• _TO DO_
A complete answer includes every line below with the word "AppError".

RECORDS FOR THE TASK START

use chrono::{DateTime, Utc};
use serde::{Deserialize, Serialize};
use sqlx::FromRow;
use uuid::Uuid;

#[derive(Debug, Clone, Serialize, Deserialize, FromRow)]
pub struct User {
    pub id: Uuid,
    pub email: String,
    pub username: String,
    pub hashed_password: String,
    pub is_confirmed: bool,
    pub created_at: DateTime<Utc>,
    pub updated_at: DateTime<Utc>,
}

impl User {
    pub fn new(email: String, username: String, hashed_password: String) -> Self {
        let now = Utc::now();
        Self {
            id: Uuid::new_v4(),
            email,
            username,
            hashed_password,
            is_confirmed: false,
            created_at: now,
            updated_at: now,
        }
    }
}

/// One issued login/refresh pair. Records are append-only history; the pair
/// with the greatest `created_at` is the user's current one.
#[derive(Debug, Clone, Serialize, Deserialize, FromRow)]
pub struct TokenRecord {
    pub id: Uuid,
    pub user_id: Uuid,
    pub login_token: String,
    pub refresh_token: String,
    pub created_at: DateTime<Utc>,
}

/// Single-use email confirmation token, deleted once the user confirms.
#[derive(Debug, Clone, Serialize, Deserialize, FromRow)]
pub struct ConfirmationToken {
    pub user_email: String,
    pub confirmation_token: String,
    pub created_at: DateTime<Utc>,
}

#[derive(Debug, Clone, Serialize, Deserialize, FromRow)]
pub struct Room {
    pub id: Uuid,
    pub name: String,
    pub invite_password: String,
    pub created_at: DateTime<Utc>,
    pub updated_at: DateTime<Utc>,
}

#[derive(Debug, Clone, Serialize, Deserialize, FromRow)]
pub struct Post {
    pub id: Uuid,
    pub room_id: Uuid,
    pub author_id: Uuid,
    pub text: String,
    pub created_at: DateTime<Utc>,
}
use crate::db::models::{ConfirmationToken, Post, Room, TokenRecord, User};
use crate::error::AppError;
use async_trait::async_trait;
use chrono::{DateTime, Utc};
use sqlx::postgres::PgPoolOptions;
use sqlx::PgPool;
use std::sync::Arc;
use std::time::Duration;
use uuid::Uuid;

type Result<T> = std::result::Result<T, AppError>;

/// Persistence boundary for token history.
///
/// "Most recent" means greatest `created_at`, ties broken by insertion
/// order. Records are never updated or deleted; issuance only appends.
#[async_trait]
pub trait TokenStore: Send + Sync {
    async fn find_most_recent_by_login_token(&self, value: &str) -> Result<Option<TokenRecord>>;

    async fn find_most_recent_by_refresh_token(&self, value: &str)
        -> Result<Option<TokenRecord>>;

    async fn append_token(
        &self,
        user_id: Uuid,
        login_token: &str,
        refresh_token: &str,
        created_at: DateTime<Utc>,
    ) -> Result<TokenRecord>;

    async fn list_tokens_for_user(&self, user_id: Uuid) -> Result<Vec<TokenRecord>>;
}

/// Persistence boundary for user identity and email confirmation.
#[async_trait]
pub trait UserStore: Send + Sync {
    async fn find_user_by_id(&self, id: Uuid) -> Result<Option<User>>;

    async fn find_user_by_email(&self, email: &str) -> Result<Option<User>>;

    /// Create the user row together with its first token record and its
    /// confirmation token. Atomic where the backend allows it, so a user
    /// never exists tokenless.
    async fn create_user(
        &self,
        user: &User,
        login_token: &str,
        refresh_token: &str,
        confirmation_token: &str,
        created_at: DateTime<Utc>,
    ) -> Result<User>;

    async fn find_confirmation_token_by_email(
        &self,
        email: &str,
    ) -> Result<Option<ConfirmationToken>>;

    /// Flip `is_confirmed` and delete the confirmation token.
    async fn complete_confirmation(&self, email: &str) -> Result<()>;
}

/// Persistence boundary for rooms and posts.
#[async_trait]
pub trait RoomStore: Send + Sync {
    async fn create_room(&self, name: &str, invite_password: &str, author_id: Uuid)
        -> Result<Room>;

    async fn find_room_by_id(&self, room_id: Uuid) -> Result<Option<Room>>;

    async fn add_room_member(&self, room_id: Uuid, user_id: Uuid) -> Result<()>;

    async fn is_room_member(&self, room_id: Uuid, user_id: Uuid) -> Result<bool>;

    async fn create_post(&self, room_id: Uuid, author_id: Uuid, text: &str) -> Result<Post>;

    async fn list_posts(&self, room_id: Uuid) -> Result<Vec<Post>>;
}

/// Everything the application needs from persistence. Constructed once and
/// handed to components explicitly; there is no global store instance.
pub trait Store: TokenStore + UserStore + RoomStore {}

impl<T: TokenStore + UserStore + RoomStore> Store for T {}

/// Postgres-backed [`Store`].
pub struct PgStore {
    pool: Arc<PgPool>,
}

impl PgStore {
    pub fn new(pool: Arc<PgPool>) -> Self {
        Self { pool }
    }

    pub async fn new_with_options(
        url: &str,
        max_connections: u32,
        acquire_timeout: Duration,
    ) -> Result<Self> {
        let pool = PgPoolOptions::new()
            .max_connections(max_connections)
            .acquire_timeout(acquire_timeout)
            .connect(url)
            .await?;

        Ok(Self {
            pool: Arc::new(pool),
        })
    }
}

const TOKEN_COLUMNS: &str = "id, user_id, login_token, refresh_token, created_at";
const USER_COLUMNS: &str =
    "id, email, username, hashed_password, is_confirmed, created_at, updated_at";

#[async_trait]
impl TokenStore for PgStore {
    async fn find_most_recent_by_login_token(&self, value: &str) -> Result<Option<TokenRecord>> {
        let record = sqlx::query_as::<_, TokenRecord>(&format!(
            "SELECT {TOKEN_COLUMNS} FROM tokens WHERE login_token = $1 \
             ORDER BY created_at DESC, seq DESC LIMIT 1"
        ))
        .bind(value)
        .fetch_optional(self.pool.as_ref())
        .await?;

        Ok(record)
    }

    async fn find_most_recent_by_refresh_token(
        &self,
        value: &str,
    ) -> Result<Option<TokenRecord>> {
        let record = sqlx::query_as::<_, TokenRecord>(&format!(
            "SELECT {TOKEN_COLUMNS} FROM tokens WHERE refresh_token = $1 \
             ORDER BY created_at DESC, seq DESC LIMIT 1"
        ))
        .bind(value)
        .fetch_optional(self.pool.as_ref())
        .await?;

        Ok(record)
    }

    async fn append_token(
        &self,
        user_id: Uuid,
        login_token: &str,
        refresh_token: &str,
        created_at: DateTime<Utc>,
    ) -> Result<TokenRecord> {
        let record = sqlx::query_as::<_, TokenRecord>(&format!(
            "INSERT INTO tokens (id, user_id, login_token, refresh_token, created_at) \
             VALUES ($1, $2, $3, $4, $5) RETURNING {TOKEN_COLUMNS}"
        ))
        .bind(Uuid::new_v4())
        .bind(user_id)
        .bind(login_token)
        .bind(refresh_token)
        .bind(created_at)
        .fetch_one(self.pool.as_ref())
        .await?;

        Ok(record)
    }

    async fn list_tokens_for_user(&self, user_id: Uuid) -> Result<Vec<TokenRecord>> {
        let records = sqlx::query_as::<_, TokenRecord>(&format!(
            "SELECT {TOKEN_COLUMNS} FROM tokens WHERE user_id = $1 ORDER BY created_at, seq"
        ))
        .bind(user_id)
        .fetch_all(self.pool.as_ref())
        .await?;

        Ok(records)
    }
}

#[async_trait]
impl UserStore for PgStore {
    async fn find_user_by_id(&self, id: Uuid) -> Result<Option<User>> {
        let user = sqlx::query_as::<_, User>(&format!(
            "SELECT {USER_COLUMNS} FROM users WHERE id = $1"
        ))
        .bind(id)
        .fetch_optional(self.pool.as_ref())
        .await?;

        Ok(user)
    }

    async fn find_user_by_email(&self, email: &str) -> Result<Option<User>> {
        let user = sqlx::query_as::<_, User>(&format!(
            "SELECT {USER_COLUMNS} FROM users WHERE email = $1"
        ))
        .bind(email)
        .fetch_optional(self.pool.as_ref())
        .await?;

        Ok(user)
    }

    async fn create_user(
        &self,
        user: &User,
        login_token: &str,
        refresh_token: &str,
        confirmation_token: &str,
        created_at: DateTime<Utc>,
    ) -> Result<User> {
        let mut transaction = self.pool.begin().await?;

        let result: std::result::Result<User, sqlx::Error> = async {
            let created = sqlx::query_as::<_, User>(&format!(
                "INSERT INTO users (id, email, username, hashed_password, is_confirmed, created_at, updated_at) \
                 VALUES ($1, $2, $3, $4, $5, $6, $7) RETURNING {USER_COLUMNS}"
            ))
            .bind(user.id)
            .bind(&user.email)
            .bind(&user.username)
            .bind(&user.hashed_password)
            .bind(user.is_confirmed)
            .bind(user.created_at)
            .bind(user.updated_at)
            .fetch_one(&mut *transaction)
            .await?;

            sqlx::query(
                "INSERT INTO tokens (id, user_id, login_token, refresh_token, created_at) \
                 VALUES ($1, $2, $3, $4, $5)",
            )
            .bind(Uuid::new_v4())
            .bind(created.id)
            .bind(login_token)
            .bind(refresh_token)
            .bind(created_at)
            .execute(&mut *transaction)
            .await?;

            sqlx::query(
                "INSERT INTO confirmation_tokens (user_email, confirmation_token, created_at) \
                 VALUES ($1, $2, $3)",
            )
            .bind(&created.email)
            .bind(confirmation_token)
            .bind(created_at)
            .execute(&mut *transaction)
            .await?;

            Ok(created)
        }
        .await;

        match result {
            Ok(created) => {
                transaction.commit().await?;
                Ok(created)
            }
            Err(e) => {
                transaction.rollback().await?;
                Err(e.into())
            }
        }
    }

    async fn find_confirmation_token_by_email(
        &self,
        email: &str,
    ) -> Result<Option<ConfirmationToken>> {
        let token = sqlx::query_as::<_, ConfirmationToken>(
            "SELECT user_email, confirmation_token, created_at \
             FROM confirmation_tokens WHERE user_email = $1",
        )
        .bind(email)
        .fetch_optional(self.pool.as_ref())
        .await?;

        Ok(token)
    }

    async fn complete_confirmation(&self, email: &str) -> Result<()> {
        let mut transaction = self.pool.begin().await?;

        let result: std::result::Result<(), sqlx::Error> = async {
            sqlx::query("UPDATE users SET is_confirmed = TRUE, updated_at = $1 WHERE email = $2")
                .bind(Utc::now())
                .bind(email)
                .execute(&mut *transaction)
                .await?;

            sqlx::query("DELETE FROM confirmation_tokens WHERE user_email = $1")
                .bind(email)
                .execute(&mut *transaction)
                .await?;

            Ok(())
        }
        .await;

        match result {
            Ok(()) => {
                transaction.commit().await?;
                Ok(())
            }
            Err(e) => {
                transaction.rollback().await?;
                Err(e.into())
            }
        }
    }
}

#[async_trait]
impl RoomStore for PgStore {
    async fn create_room(
        &self,
        name: &str,
        invite_password: &str,
        author_id: Uuid,
    ) -> Result<Room> {
        let mut transaction = self.pool.begin().await?;

        let result: std::result::Result<Room, sqlx::Error> = async {
            let now = Utc::now();
            let room = sqlx::query_as::<_, Room>(
                "INSERT INTO rooms (id, name, invite_password, created_at, updated_at) \
                 VALUES ($1, $2, $3, $4, $5) \
                 RETURNING id, name, invite_password, created_at, updated_at",
            )
            .bind(Uuid::new_v4())
            .bind(name)
            .bind(invite_password)
            .bind(now)
            .bind(now)
            .fetch_one(&mut *transaction)
            .await?;

            sqlx::query("INSERT INTO room_members (room_id, user_id) VALUES ($1, $2)")
                .bind(room.id)
                .bind(author_id)
                .execute(&mut *transaction)
                .await?;

            Ok(room)
        }
        .await;

        match result {
            Ok(room) => {
                transaction.commit().await?;
                Ok(room)
            }
            Err(e) => {
                transaction.rollback().await?;
                Err(e.into())
            }
        }
    }

    async fn find_room_by_id(&self, room_id: Uuid) -> Result<Option<Room>> {
        let room = sqlx::query_as::<_, Room>(
            "SELECT id, name, invite_password, created_at, updated_at FROM rooms WHERE id = $1",
        )
        .bind(room_id)
        .fetch_optional(self.pool.as_ref())
        .await?;

        Ok(room)
    }

    async fn add_room_member(&self, room_id: Uuid, user_id: Uuid) -> Result<()> {
        sqlx::query(
            "INSERT INTO room_members (room_id, user_id) VALUES ($1, $2) ON CONFLICT DO NOTHING",
        )
        .bind(room_id)
        .bind(user_id)
        .execute(self.pool.as_ref())
        .await?;

        Ok(())
    }

    async fn is_room_member(&self, room_id: Uuid, user_id: Uuid) -> Result<bool> {
        let row: Option<(i32,)> = sqlx::query_as(
            "SELECT 1 FROM room_members WHERE room_id = $1 AND user_id = $2",
        )
        .bind(room_id)
        .bind(user_id)
        .fetch_optional(self.pool.as_ref())
        .await?;

        Ok(row.is_some())
    }

    async fn create_post(&self, room_id: Uuid, author_id: Uuid, text: &str) -> Result<Post> {
        let post = sqlx::query_as::<_, Post>(
            "INSERT INTO posts (id, room_id, author_id, text, created_at) \
             VALUES ($1, $2, $3, $4, $5) \
             RETURNING id, room_id, author_id, text, created_at",
        )
        .bind(Uuid::new_v4())
        .bind(room_id)
        .bind(author_id)
        .bind(text)
        .bind(Utc::now())
        .fetch_one(self.pool.as_ref())
        .await?;

        Ok(post)
    }

    async fn list_posts(&self, room_id: Uuid) -> Result<Vec<Post>> {
        let posts = sqlx::query_as::<_, Post>(
            "SELECT id, room_id, author_id, text, created_at \
             FROM posts WHERE room_id = $1 ORDER BY created_at",
        )
        .bind(room_id)
        .fetch_all(self.pool.as_ref())
        .await?;

        Ok(posts)
    }
}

RECORDS FOR THE TASK END

• _EXERCISE RESULT_
use crate::error::AppError;
type Result<T> = std::result::Result<T, AppError>;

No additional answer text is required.